It's a big deal when you get the Minister of Finance, the person holding the purse strings for the entire country, to open a meeting. It's an even bigger deal to have him announce that the country's sugar industry, the backbone of the national economy, will thrive if it switches to producing organic sugar.
Thirty-four stakeholders gathered on April 12 and 13 to discuss the potential of the greening of Fiji's sugar industry. The meeting, organized and hosted by The Fiji Organic Project and Sugar Research Institute of Fiji, and sponsored by the Secretariat of the Pacific Community, was a landmark occasion in the history of sugar industry deliberations, as it brought together the most diverse array of constituents that has ever convened to discuss the future of Fiji's sugar industry.

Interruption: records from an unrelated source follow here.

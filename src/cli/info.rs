//! Command metadata and help rendering

use crate::cli::flags::FlagSet;

/// Metadata describing a command
#[derive(Debug, Clone, Default, PartialEq, Eq)]
#[non_exhaustive]
pub struct Info {
    /// Name used to invoke the command
    pub name: String,
    /// Usage text describing positional arguments, e.g. `<name> [<value>]`
    pub args: String,
    /// One-line purpose
    pub purpose: String,
    /// Long form description
    pub doc: String,
    /// Alternative names the command is also registered under
    pub aliases: Vec<String>,
    /// Usage examples, shown verbatim
    pub examples: String,
    /// Related commands or topics
    pub see_also: Vec<String>,
    /// Word used for flags in help output; empty means "flag"
    pub flag_known_as: String,
}

impl Info {
    /// Create info with a name and purpose
    #[must_use]
    #[inline]
    pub fn new<N: Into<String>, P: Into<String>>(name: N, purpose: P) -> Self {
        Self {
            name: name.into(),
            purpose: purpose.into(),
            ..Self::default()
        }
    }

    /// Set the positional argument usage text
    #[must_use]
    #[inline]
    pub fn with_args<S: Into<String>>(mut self, args: S) -> Self {
        self.args = args.into();
        self
    }

    /// Set the long description
    #[must_use]
    #[inline]
    pub fn with_doc<S: Into<String>>(mut self, doc: S) -> Self {
        self.doc = doc.into();
        self
    }

    /// Set the alternative names
    #[must_use]
    #[inline]
    pub fn with_aliases<I, S>(mut self, aliases: I) -> Self
    where
        I: IntoIterator<Item = S>,
        S: Into<String>,
    {
        self.aliases = aliases.into_iter().map(Into::into).collect();
        self
    }

    /// Set the examples text
    #[must_use]
    #[inline]
    pub fn with_examples<S: Into<String>>(mut self, examples: S) -> Self {
        self.examples = examples.into();
        self
    }

    /// Set the related commands
    #[must_use]
    #[inline]
    pub fn with_see_also<I, S>(mut self, see_also: I) -> Self
    where
        I: IntoIterator<Item = S>,
        S: Into<String>,
    {
        self.see_also = see_also.into_iter().map(Into::into).collect();
        self
    }

    /// Word used for flags, defaulting to "flag"
    #[must_use]
    #[inline]
    pub fn known_as(&self) -> &str {
        if self.flag_known_as.is_empty() {
            "flag"
        } else {
            &self.flag_known_as
        }
    }

    /// Render the help text for this command using the given flags
    #[must_use]
    #[inline]
    pub fn help(&self, flags: &FlagSet) -> String {
        let known_as = self.known_as();
        let described = flags.describe();

        let mut output = format!("usage: {}", self.name);
        if !described.is_empty() {
            output.push_str(&format!(" [{known_as}s]"));
        }
        if !self.args.is_empty() {
            output.push_str(&format!(" {}", self.args));
        }
        output.push('\n');

        if !self.purpose.is_empty() {
            output.push_str(&format!("purpose: {}\n", self.purpose));
        }
        if !described.is_empty() {
            output.push_str(&format!("\n{known_as}s:\n{described}"));
        }

        let doc = self.doc.trim();
        if !doc.is_empty() {
            output.push_str(&format!("\n{doc}\n"));
        }

        let examples = self.examples.trim_matches('\n');
        if !examples.trim().is_empty() {
            output.push_str(&format!("\nexamples:\n{examples}\n"));
        }

        if !self.see_also.is_empty() {
            output.push_str("\nsee also:\n");
            for related in &self.see_also {
                output.push_str(&format!(" - {related}\n"));
            }
        }

        if !self.aliases.is_empty() {
            output.push_str(&format!("\naliases: {}\n", self.aliases.join(", ")));
        }
        output
    }
}
//! Subcommand resolution
//!
//! Turns the first positional argument into a registered command, going
//! through the user alias table once and falling back to either the missing
//! callback or an "unrecognized command" result with a suggestion.

use crate::config::aliases::AliasTable;
use crate::dispatch::registry::{CommandReference, Registry};
use tracing::debug;

/// Outcome of resolving a subcommand name
#[derive(Debug)]
pub enum Resolution<'reg> {
    /// A registered name, with the arguments that follow it
    Found {
        reference: &'reg CommandReference,
        args: Vec<String>,
    },
    /// Nothing matched and there is no fallback
    Unrecognized {
        name: String,
        suggestion: Option<String>,
    },
    /// Nothing matched; the missing callback takes over
    Missing { name: String, args: Vec<String> },
}

/// Resolves names against one registry
#[derive(Debug, Clone, Copy)]
pub struct Resolver<'reg> {
    registry: &'reg Registry,
    aliases: Option<&'reg AliasTable>,
    has_fallback: bool,
}

impl<'reg> Resolver<'reg> {
    /// Resolve against `registry` only
    #[must_use]
    #[inline]
    pub const fn new(registry: &'reg Registry) -> Self {
        Self {
            registry,
            aliases: None,
            has_fallback: false,
        }
    }

    /// Substitute user aliases before looking names up
    #[must_use]
    #[inline]
    pub const fn with_aliases(mut self, aliases: Option<&'reg AliasTable>) -> Self {
        self.aliases = aliases;
        self
    }

    /// Report misses as [`Resolution::Missing`] instead of unrecognized
    #[must_use]
    #[inline]
    pub const fn with_fallback(mut self, has_fallback: bool) -> Self {
        self.has_fallback = has_fallback;
        self
    }

    /// Resolve `name` followed by `rest`
    ///
    /// A user alias is expanded once: its tokens replace `name` and the first
    /// token is looked up in the registry without further alias expansion.
    #[must_use]
    #[inline]
    pub fn resolve(&self, name: &str, rest: &[String]) -> Resolution<'reg> {
        let mut tokens: Vec<String> = match self.aliases.and_then(|aliases| aliases.get(name)) {
            Some(expansion) => {
                debug!("using alias {name:?}={:?}", expansion.join(" "));
                expansion.to_vec()
            }
            None => vec![name.to_owned()],
        };
        tokens.extend_from_slice(rest);

        let name = tokens.remove(0);
        if let Some(reference) = self.registry.lookup(&name) {
            return Resolution::Found {
                reference,
                args: tokens,
            };
        }
        if self.has_fallback {
            return Resolution::Missing { name, args: tokens };
        }
        let suggestion = self
            .registry
            .closest(&name)
            .map(|reference| reference.name().to_owned());
        Resolution::Unrecognized { name, suggestion }
    }
}
//! Configuration module
//!
//! Super-command construction parameters and the user alias file

pub mod aliases;
pub mod params;

pub use aliases::AliasTable;
pub use params::{MissingCallback, NotifyHelp, NotifyRun, SuperCommandParams};
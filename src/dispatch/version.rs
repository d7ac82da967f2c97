//! The built-in `version` command

use crate::cli::args::check_empty;
use crate::cli::command::Command;
use crate::cli::context::Context;
use crate::cli::flags::{FlagSet, flag_is_set};
use crate::cli::info::Info;
use anyhow::Result;
use clap::{Arg, ArgAction, ArgMatches, ValueEnum, value_parser};
use std::io::Write as _;

/// Output format for `version`
#[derive(Debug, Clone, Copy, PartialEq, Eq, Default, ValueEnum)]
pub enum VersionFormat {
    /// The plain version string; detail as indented JSON
    #[default]
    Smart,
    /// A JSON string; detail as compact JSON
    Json,
}

/// Prints the configured version
#[derive(Debug, Clone)]
pub struct VersionCommand {
    version: String,
    detail: Option<serde_json::Value>,
    format: VersionFormat,
    all: bool,
}

impl VersionCommand {
    /// Create a version command
    #[must_use]
    #[inline]
    pub fn new<S: Into<String>>(version: S, detail: Option<serde_json::Value>) -> Self {
        Self {
            version: version.into(),
            detail,
            format: VersionFormat::default(),
            all: false,
        }
    }

    fn render(&self) -> Result<String> {
        let text = match (self.all, &self.detail, self.format) {
            (true, Some(detail), VersionFormat::Smart) => serde_json::to_string_pretty(detail)?,
            (true, Some(detail), VersionFormat::Json) => serde_json::to_string(detail)?,
            (_, _, VersionFormat::Smart) => self.version.clone(),
            (_, _, VersionFormat::Json) => serde_json::to_string(&self.version)?,
        };
        Ok(text)
    }
}

impl Command for VersionCommand {
    fn info(&self) -> Info {
        Info::new("version", "Print the current version.")
    }

    fn set_flags(&self, flags: FlagSet) -> FlagSet {
        flags
            .arg(
                Arg::new("format")
                    .long("format")
                    .value_parser(value_parser!(VersionFormat))
                    .default_value("smart")
                    .help("Specify output format (json|smart)"),
            )
            .arg(
                Arg::new("all")
                    .long("all")
                    .action(ArgAction::SetTrue)
                    .help("Prints all version information"),
            )
    }

    fn init(&mut self, matches: &ArgMatches, args: Vec<String>) -> Result<()> {
        self.format = matches
            .try_get_one::<VersionFormat>("format")
            .ok()
            .flatten()
            .copied()
            .unwrap_or_default();
        self.all = flag_is_set(matches, "all");
        check_empty(&args)?;
        Ok(())
    }

    fn run(&mut self, ctx: &mut Context<'_>) -> Result<()> {
        let text = self.render()?;
        writeln!(ctx.stdout(), "{text}")?;
        Ok(())
    }
}
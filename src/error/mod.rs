//! Error handling module
//!
//! Defines custom error types with appropriate exit codes

pub mod types;

pub use types::*;
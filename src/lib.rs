//! `subcommander` - subcommand dispatch for command-line programs
//!
//! A program registers named commands on a [`SuperCommand`](dispatch::SuperCommand);
//! the library parses global and per-command flags, resolves the command
//! name (declared aliases, user aliases from an alias file, deprecations,
//! "did you mean" suggestions), renders help and runs the selected command.
//!
//! ```no_run
//! use subcommander::cli::Context;
//! use subcommander::config::SuperCommandParams;
//! use subcommander::dispatch::{SuperCommand, run_main};
//! use subcommander::system::RealSystem;
//!
//! let system = RealSystem;
//! let mut app = SuperCommand::new(SuperCommandParams::new("app", "do app things"));
//! let mut ctx = Context::new(&system).expect("working directory");
//! let code = run_main(&mut app, &mut ctx, std::env::args().skip(1).collect());
//! std::process::exit(code);
//! ```

pub mod cli;
pub mod config;
pub mod dispatch;
pub mod error;
pub mod system;

pub use cli::{Command, Context, FlagSet, Info, SharedCommand, shared};
pub use config::SuperCommandParams;
pub use dispatch::{SuperCommand, run_main};
pub use error::CmdError;
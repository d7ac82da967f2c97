//! Subcommand dispatch
//!
//! The registry of names, name resolution with user aliases and suggestions,
//! the built-in `help` and `version` commands, the [`SuperCommand`] that ties
//! them together and the [`run_main`] entry point.

pub mod deprecation;
pub mod entry;
pub mod fuzzy;
pub mod help;
pub mod registry;
pub mod resolve;
pub mod supercommand;
pub mod version;

pub use deprecation::{Deprecation, DeprecationCheck, DeprecationState};
pub use entry::run_main;
pub use fuzzy::{closest_match, levenshtein_distance};
pub use help::{HelpTopics, help_info};
pub use registry::{CommandReference, Handler, Registry};
pub use resolve::{Resolution, Resolver};
pub use supercommand::SuperCommand;
pub use version::{VersionCommand, VersionFormat};
//! End-to-end runs through `run_main`: exit codes, error output, deprecation
//! warnings, callbacks and global flags

mod common;
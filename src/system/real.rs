//! Real system implementation using `std::env`, `std::fs` and `std::io`

use super::System;
use std::env::VarError;
use std::fs;
use std::io::{self, Read, Write};
use std::path::{Path, PathBuf};

/// Production implementation of System trait
///
/// This implementation directly delegates to the standard library's
/// environment, filesystem and stream functions.
#[derive(Debug, Clone, Copy)]
pub struct RealSystem;

impl RealSystem {
    /// Create a new `RealSystem` instance
    #[must_use]
    pub const fn new() -> Self {
        return Self;
    }
}

impl Default for RealSystem {
    fn default() -> Self {
        Self::new()
    }
}

impl System for RealSystem {
    fn env_var(&self, key: &str) -> Result<String, VarError> {
        std::env::var(key)
    }

    fn current_dir(&self) -> io::Result<PathBuf> {
        std::env::current_dir()
    }

    fn read_to_string(&self, path: &Path) -> io::Result<String> {
        fs::read_to_string(path)
    }

    fn stdin(&self) -> Box<dyn Read + '_> {
        Box::new(io::stdin())
    }

    fn stdout(&self) -> Box<dyn Write + '_> {
        Box::new(io::stdout())
    }

    fn stderr(&self) -> Box<dyn Write + '_> {
        Box::new(io::stderr())
    }
}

Those constituents included environmentalists, tourism officials, NGO leaders, cane farmers, researchers, trade commissioners, academics, students, businesspeople, marine scientists, engineers, economists, doctors, and marketing specialists.
Fiji's sugar industry is at a turning point in its century-long lifespan. Whereas Fiji used to enjoy preferential market access and subsidized prices for decades due to the Lome Convention and Cotonou Agreement, the industry will soon be forced to compete with the likes of Brazil and Australia, as the World Trade Organization has deemed the preferential prices are unlawful under the rules of free trade. Given its small land mass and lack of mechanization, Fiji will simply not be able to compete on the world market if it is forced to sell its sugar conventionally. What Fiji needs is a niche market.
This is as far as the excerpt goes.